Saved data entries
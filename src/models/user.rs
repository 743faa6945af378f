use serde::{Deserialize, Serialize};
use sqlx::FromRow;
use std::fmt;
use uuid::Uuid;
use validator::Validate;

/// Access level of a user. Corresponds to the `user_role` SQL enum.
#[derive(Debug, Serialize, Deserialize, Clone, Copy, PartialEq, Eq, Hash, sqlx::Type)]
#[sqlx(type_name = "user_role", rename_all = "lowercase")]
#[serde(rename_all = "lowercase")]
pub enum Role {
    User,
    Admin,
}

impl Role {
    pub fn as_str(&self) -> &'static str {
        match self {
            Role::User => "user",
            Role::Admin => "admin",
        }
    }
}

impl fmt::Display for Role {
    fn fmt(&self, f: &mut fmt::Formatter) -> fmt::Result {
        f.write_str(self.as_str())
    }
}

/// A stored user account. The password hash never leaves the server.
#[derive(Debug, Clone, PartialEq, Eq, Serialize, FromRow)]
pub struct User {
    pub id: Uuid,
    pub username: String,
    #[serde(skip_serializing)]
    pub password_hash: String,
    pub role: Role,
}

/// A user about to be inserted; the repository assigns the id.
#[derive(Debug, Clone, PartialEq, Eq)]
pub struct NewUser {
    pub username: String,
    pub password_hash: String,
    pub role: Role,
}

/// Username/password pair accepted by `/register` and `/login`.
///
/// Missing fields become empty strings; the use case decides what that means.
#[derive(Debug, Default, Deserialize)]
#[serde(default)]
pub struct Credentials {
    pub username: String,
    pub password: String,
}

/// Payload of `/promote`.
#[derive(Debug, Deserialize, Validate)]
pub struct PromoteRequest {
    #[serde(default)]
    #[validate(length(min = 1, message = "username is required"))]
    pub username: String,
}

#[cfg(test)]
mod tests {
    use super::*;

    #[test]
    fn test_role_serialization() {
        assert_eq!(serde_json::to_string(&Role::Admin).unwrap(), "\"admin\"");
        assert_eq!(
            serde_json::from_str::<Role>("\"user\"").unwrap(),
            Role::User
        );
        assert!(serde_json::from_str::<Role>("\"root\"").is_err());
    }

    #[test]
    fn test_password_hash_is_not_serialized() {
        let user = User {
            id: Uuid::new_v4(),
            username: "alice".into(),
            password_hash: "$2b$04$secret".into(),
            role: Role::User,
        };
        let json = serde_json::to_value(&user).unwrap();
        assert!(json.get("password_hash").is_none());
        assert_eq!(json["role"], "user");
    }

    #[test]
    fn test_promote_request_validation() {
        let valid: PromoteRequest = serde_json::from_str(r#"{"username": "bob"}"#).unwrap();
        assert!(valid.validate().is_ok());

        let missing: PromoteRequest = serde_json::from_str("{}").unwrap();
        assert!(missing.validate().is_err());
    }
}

▶ [What is expected]
An exact copy is needed of the lines from the one containing "let valid: PromoteRequest" through the end of the records.

▶ [Finished exercise]
        let valid: PromoteRequest = serde_json::from_str(r#"{"username": "bob"}"#).unwrap();
        assert!(valid.validate().is_ok());

        let missing: PromoteRequest = serde_json::from_str("{}").unwrap();
        assert!(missing.validate().is_err());
    }
}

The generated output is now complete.